Unlocking climate action in Indian federalism
India’s unusually centralised form of federalism presents unique challenges to climate action. Powers and capacities substantially concentrated in the central government are uneasily juxtaposed against the nature of the climate problem, whose solutions often turn on the outcomes of localised politics in mitigation and adaptation.
The central government holds fiscal powers and bureaucratic capabilities more potent than the states, and the ability to set the agenda in many realms of climate policy (including those under state jurisdiction such as water and agriculture). But the states are solely responsible for many sectors crucial to climate governance, play an indispensable role in crafting appropriate political conditions for implementation and, crucially, in innovating to set policy examples for national emulation. Any effective model of Indian climate governance would, therefore, require each level of government to compensate for the jurisdictional, capacity, and informational constraints of other levels (Pillai and Dubash 2021). Building a compensatory relationship of this sort between the Centre and states will require modifications to India’s federal institutions.

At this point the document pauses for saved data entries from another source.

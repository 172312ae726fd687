//! Options contract for a pan/zoom image viewer.
//!
//! [`Options`] is the record a caller hands to a viewer at construction time.
//! Every key is optional and keeps the exact wire spelling existing callers
//! use (`"double-tap-scale"`, `"disableZoomControl"`, ...). Parsing enforces
//! each key's type and closed literal sets; [`Options::validate`] adds range
//! checks; [`Options::resolve`] fills absent keys with the viewer's defaults.
//!
//! ```
//! use pinch_zoom_options::{Listeners, Options};
//!
//! let options = Options::from_json(r#"{ "listeners": "mouse and touch", "wheel": true }"#)?;
//! assert_eq!(options.listeners, Some(Listeners::MouseAndTouch));
//! assert_eq!(options.resolve().wheel_zoom_factor, 0.2);
//! # Ok::<(), pinch_zoom_options::OptionsError>(())
//! ```

pub mod advisory;
pub mod color;
pub mod defaults;
pub mod loader;
pub mod options;
pub mod validate;
pub mod values;

pub use advisory::Advisory;
pub use color::{Rgba, parse_color};
pub use defaults::ResolvedOptions;
pub use loader::{Format, LoadError, load_file};
pub use options::Options;
pub use validate::{Constraint, OptionsError};
pub use values::{
    Handle, LimitZoom, Listeners, ORIGINAL_IMAGE_SIZE, Overflow, UnknownLiteral, ZoomControl,
};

Moreover, climate mitigation and adaptation challenges often spill over jurisdictional borders and change over time, calling for coordination and the circulation of new solutions within the federal structure. Addressing climate impacts and engaging in sustainability transformations across states with different capacities and levels of development underscores the need for an equalising Centre, not least, a central government making pledges in the international arena must work with the states to develop and implement policy if these are to be effectively implemented across Indian states.
Attempts to create climate linkages between the Centre and states have thus far failed to yield enduring results. This brief is built around lessons from federal interactions in periods of heightened climate policy activity. India’s experiences with the State Action Plans on Climate Change (SAPCCs), now a decade distant, revealed significant institutional shortcomings. First, the federal system failed to carry the momentum of an initial burst of policy enthusiasm into the present period.
Second, the strategic space for states to build bespoke plans was constrained by a lack of capacity and the normative influence of the National Action Plan on Climate Change (NAPCC) that immediately preceded the SAPCCs (Dubash and Jogesh 2014). Third, vagueness about financing diminished states’ enthusiasm over time (Kumar 2018).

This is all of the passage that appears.